Records from a data source:

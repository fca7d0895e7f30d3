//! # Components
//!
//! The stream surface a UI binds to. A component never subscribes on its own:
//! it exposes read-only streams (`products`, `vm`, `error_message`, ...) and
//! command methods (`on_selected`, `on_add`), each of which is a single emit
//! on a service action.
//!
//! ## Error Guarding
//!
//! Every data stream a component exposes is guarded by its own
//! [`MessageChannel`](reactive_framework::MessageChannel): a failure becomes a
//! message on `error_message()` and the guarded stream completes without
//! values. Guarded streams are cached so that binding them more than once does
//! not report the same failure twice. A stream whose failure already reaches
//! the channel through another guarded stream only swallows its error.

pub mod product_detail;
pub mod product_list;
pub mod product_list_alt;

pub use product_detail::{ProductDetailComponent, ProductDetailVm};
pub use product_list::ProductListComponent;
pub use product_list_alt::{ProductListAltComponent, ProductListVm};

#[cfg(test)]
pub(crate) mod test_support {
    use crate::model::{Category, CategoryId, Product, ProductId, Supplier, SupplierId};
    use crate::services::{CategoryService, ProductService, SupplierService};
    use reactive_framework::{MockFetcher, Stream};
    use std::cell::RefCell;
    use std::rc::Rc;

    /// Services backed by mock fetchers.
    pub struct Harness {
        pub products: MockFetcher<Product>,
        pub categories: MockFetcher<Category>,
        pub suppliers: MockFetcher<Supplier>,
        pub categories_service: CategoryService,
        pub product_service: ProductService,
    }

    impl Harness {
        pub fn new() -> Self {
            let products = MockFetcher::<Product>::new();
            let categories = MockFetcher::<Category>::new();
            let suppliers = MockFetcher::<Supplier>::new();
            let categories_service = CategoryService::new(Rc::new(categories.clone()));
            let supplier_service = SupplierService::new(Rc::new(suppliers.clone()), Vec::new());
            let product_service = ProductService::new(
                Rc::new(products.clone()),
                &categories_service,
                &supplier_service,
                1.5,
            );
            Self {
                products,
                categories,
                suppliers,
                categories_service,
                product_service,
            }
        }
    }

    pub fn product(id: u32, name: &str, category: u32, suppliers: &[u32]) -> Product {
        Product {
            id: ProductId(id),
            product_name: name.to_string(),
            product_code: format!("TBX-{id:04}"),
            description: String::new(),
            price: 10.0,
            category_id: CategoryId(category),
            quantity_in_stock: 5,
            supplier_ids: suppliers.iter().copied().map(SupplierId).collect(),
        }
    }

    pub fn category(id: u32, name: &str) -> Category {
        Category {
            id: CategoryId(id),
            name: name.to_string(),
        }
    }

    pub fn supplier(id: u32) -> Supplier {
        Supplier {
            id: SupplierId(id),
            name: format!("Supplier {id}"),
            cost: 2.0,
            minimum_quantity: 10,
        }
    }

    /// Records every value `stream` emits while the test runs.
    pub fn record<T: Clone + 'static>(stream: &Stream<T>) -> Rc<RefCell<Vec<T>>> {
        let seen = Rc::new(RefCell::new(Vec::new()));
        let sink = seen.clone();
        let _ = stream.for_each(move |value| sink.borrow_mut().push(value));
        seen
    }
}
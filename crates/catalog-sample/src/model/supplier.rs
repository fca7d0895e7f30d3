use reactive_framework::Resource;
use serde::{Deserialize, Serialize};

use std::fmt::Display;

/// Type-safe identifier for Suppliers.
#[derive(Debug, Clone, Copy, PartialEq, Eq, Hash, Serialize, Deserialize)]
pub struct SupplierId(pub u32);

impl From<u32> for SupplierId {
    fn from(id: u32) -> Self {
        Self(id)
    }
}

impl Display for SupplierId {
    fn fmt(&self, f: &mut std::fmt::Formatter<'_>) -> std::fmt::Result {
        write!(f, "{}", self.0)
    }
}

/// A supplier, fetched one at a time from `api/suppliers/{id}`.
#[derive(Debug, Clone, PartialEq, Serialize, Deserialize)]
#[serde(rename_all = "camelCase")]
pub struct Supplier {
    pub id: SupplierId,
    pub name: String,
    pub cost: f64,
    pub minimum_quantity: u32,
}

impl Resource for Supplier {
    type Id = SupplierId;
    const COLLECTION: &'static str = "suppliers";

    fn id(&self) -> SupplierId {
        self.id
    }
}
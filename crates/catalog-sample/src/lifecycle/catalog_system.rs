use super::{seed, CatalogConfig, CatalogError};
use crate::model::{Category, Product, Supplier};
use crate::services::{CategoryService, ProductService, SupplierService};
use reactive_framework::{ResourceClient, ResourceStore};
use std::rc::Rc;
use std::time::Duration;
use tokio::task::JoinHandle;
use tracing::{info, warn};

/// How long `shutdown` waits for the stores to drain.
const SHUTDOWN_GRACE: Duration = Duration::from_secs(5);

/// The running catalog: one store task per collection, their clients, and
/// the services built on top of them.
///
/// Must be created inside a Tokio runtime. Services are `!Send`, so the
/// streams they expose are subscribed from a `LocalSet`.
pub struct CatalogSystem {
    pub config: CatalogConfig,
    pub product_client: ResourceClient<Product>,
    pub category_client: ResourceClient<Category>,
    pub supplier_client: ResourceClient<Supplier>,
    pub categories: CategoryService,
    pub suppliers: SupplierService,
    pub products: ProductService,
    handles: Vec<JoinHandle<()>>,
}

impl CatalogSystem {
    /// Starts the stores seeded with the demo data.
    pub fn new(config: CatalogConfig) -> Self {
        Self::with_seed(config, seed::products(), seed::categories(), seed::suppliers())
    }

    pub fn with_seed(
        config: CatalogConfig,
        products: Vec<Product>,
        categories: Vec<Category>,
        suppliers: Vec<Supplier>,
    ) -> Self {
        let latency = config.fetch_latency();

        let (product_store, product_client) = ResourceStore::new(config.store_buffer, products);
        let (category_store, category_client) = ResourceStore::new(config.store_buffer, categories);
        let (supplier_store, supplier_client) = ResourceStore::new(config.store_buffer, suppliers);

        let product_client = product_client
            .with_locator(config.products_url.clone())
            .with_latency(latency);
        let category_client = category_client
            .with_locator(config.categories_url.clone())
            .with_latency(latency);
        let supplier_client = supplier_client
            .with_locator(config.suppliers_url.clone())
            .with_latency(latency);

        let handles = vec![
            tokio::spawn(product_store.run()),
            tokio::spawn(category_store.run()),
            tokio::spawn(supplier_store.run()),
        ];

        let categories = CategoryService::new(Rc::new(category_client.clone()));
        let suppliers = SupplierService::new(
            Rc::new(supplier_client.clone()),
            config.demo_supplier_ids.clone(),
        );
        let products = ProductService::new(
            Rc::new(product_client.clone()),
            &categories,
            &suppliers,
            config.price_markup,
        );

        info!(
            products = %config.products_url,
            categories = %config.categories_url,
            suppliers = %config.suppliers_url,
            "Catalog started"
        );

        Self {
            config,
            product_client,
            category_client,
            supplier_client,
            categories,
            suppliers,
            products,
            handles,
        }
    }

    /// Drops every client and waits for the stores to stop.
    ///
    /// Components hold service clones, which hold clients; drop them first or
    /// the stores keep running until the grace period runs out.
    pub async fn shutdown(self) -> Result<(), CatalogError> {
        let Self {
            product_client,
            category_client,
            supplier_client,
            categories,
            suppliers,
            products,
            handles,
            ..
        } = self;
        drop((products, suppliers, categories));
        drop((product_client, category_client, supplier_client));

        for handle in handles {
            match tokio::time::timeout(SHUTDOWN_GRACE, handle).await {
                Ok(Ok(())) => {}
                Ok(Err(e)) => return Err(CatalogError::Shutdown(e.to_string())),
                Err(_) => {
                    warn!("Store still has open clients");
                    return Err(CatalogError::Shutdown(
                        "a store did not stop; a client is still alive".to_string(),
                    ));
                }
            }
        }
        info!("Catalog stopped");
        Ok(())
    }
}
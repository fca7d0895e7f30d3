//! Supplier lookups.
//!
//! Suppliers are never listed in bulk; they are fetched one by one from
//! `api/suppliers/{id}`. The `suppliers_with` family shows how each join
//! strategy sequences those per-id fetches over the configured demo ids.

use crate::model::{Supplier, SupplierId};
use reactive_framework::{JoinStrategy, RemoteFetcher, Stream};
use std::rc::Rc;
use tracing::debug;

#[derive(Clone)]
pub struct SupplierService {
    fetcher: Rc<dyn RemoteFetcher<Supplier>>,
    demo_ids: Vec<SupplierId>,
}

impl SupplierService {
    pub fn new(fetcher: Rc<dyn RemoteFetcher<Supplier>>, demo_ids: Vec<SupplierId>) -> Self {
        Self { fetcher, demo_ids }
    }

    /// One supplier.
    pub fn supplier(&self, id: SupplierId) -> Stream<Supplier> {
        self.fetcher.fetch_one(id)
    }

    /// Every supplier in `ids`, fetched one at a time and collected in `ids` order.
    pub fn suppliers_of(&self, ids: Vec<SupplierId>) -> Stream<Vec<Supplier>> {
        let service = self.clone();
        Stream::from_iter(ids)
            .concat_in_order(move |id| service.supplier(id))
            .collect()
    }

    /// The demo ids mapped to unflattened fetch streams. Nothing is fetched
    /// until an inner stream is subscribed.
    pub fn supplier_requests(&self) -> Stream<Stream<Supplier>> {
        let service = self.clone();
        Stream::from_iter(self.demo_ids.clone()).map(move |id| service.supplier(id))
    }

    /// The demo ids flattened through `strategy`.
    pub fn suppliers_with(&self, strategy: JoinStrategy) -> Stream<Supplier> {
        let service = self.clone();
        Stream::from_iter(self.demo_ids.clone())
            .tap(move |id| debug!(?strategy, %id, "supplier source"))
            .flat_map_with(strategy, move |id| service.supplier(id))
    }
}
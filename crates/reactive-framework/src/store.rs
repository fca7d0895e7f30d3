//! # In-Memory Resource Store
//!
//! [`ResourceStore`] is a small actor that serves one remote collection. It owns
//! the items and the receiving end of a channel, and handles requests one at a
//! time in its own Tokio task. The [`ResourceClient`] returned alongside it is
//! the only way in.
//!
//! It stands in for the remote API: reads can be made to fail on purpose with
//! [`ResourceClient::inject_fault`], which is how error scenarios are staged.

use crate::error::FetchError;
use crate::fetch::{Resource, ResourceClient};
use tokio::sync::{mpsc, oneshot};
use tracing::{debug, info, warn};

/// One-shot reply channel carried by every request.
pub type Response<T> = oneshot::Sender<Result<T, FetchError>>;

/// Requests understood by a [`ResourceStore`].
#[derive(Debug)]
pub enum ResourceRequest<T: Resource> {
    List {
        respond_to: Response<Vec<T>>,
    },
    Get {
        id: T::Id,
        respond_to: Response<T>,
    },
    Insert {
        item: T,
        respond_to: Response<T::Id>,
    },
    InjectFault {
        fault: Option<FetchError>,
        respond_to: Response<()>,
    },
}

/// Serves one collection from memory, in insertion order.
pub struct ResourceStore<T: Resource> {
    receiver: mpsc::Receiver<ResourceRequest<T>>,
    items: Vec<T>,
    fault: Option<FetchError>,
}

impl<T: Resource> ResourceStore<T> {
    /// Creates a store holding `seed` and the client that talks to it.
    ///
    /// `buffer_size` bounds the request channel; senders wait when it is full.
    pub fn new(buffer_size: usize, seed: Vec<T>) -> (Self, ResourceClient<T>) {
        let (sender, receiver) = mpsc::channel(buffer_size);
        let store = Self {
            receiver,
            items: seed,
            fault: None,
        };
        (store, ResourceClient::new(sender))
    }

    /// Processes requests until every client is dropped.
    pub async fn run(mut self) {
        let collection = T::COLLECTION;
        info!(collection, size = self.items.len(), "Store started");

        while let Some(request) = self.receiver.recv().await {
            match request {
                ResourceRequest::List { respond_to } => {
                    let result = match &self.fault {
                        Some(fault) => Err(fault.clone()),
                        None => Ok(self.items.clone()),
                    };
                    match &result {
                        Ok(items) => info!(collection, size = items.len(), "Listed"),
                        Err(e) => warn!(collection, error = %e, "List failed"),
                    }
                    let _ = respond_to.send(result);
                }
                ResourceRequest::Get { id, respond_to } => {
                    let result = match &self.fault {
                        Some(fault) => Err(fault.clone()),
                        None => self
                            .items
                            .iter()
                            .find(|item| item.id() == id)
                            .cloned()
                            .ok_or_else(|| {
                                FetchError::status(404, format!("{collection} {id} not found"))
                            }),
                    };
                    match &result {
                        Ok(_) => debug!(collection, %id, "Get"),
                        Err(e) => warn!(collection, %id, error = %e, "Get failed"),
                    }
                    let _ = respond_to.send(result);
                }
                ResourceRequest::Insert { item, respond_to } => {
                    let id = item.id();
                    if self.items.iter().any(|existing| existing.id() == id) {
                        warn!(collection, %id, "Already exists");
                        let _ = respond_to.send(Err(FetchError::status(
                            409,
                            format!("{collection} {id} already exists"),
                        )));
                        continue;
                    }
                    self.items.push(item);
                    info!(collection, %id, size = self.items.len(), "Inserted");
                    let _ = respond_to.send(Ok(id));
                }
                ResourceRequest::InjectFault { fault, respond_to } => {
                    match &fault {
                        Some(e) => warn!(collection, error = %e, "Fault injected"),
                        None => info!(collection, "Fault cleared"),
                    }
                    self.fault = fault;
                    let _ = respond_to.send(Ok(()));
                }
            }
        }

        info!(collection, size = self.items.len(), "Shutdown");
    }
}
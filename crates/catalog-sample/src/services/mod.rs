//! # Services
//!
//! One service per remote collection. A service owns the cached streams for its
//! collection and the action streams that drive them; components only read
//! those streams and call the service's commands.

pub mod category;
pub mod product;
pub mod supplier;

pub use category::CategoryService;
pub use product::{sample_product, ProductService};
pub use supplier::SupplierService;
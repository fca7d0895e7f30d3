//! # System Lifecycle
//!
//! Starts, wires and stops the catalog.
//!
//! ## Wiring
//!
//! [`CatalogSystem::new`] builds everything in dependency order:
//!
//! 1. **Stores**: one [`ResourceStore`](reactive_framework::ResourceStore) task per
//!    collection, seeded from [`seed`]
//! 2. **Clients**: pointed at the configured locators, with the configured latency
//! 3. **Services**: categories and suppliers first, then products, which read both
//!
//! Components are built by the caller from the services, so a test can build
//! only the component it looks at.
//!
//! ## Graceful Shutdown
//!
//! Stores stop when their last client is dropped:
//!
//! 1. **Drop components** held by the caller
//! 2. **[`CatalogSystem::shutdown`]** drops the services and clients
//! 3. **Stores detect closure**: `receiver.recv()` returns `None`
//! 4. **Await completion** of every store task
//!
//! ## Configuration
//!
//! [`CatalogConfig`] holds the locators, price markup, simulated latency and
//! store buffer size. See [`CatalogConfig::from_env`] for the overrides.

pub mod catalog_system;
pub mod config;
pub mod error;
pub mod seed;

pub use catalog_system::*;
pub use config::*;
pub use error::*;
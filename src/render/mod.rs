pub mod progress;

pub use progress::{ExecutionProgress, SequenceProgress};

• _BRIEF_
Go over the data above and copy every line that has the word "failed" in it.

• _WRITTEN RESPONSE_
                        Err(e) => warn!(collection, error = %e, "List failed"),
                        Err(e) => warn!(collection, %id, error = %e, "Get failed"),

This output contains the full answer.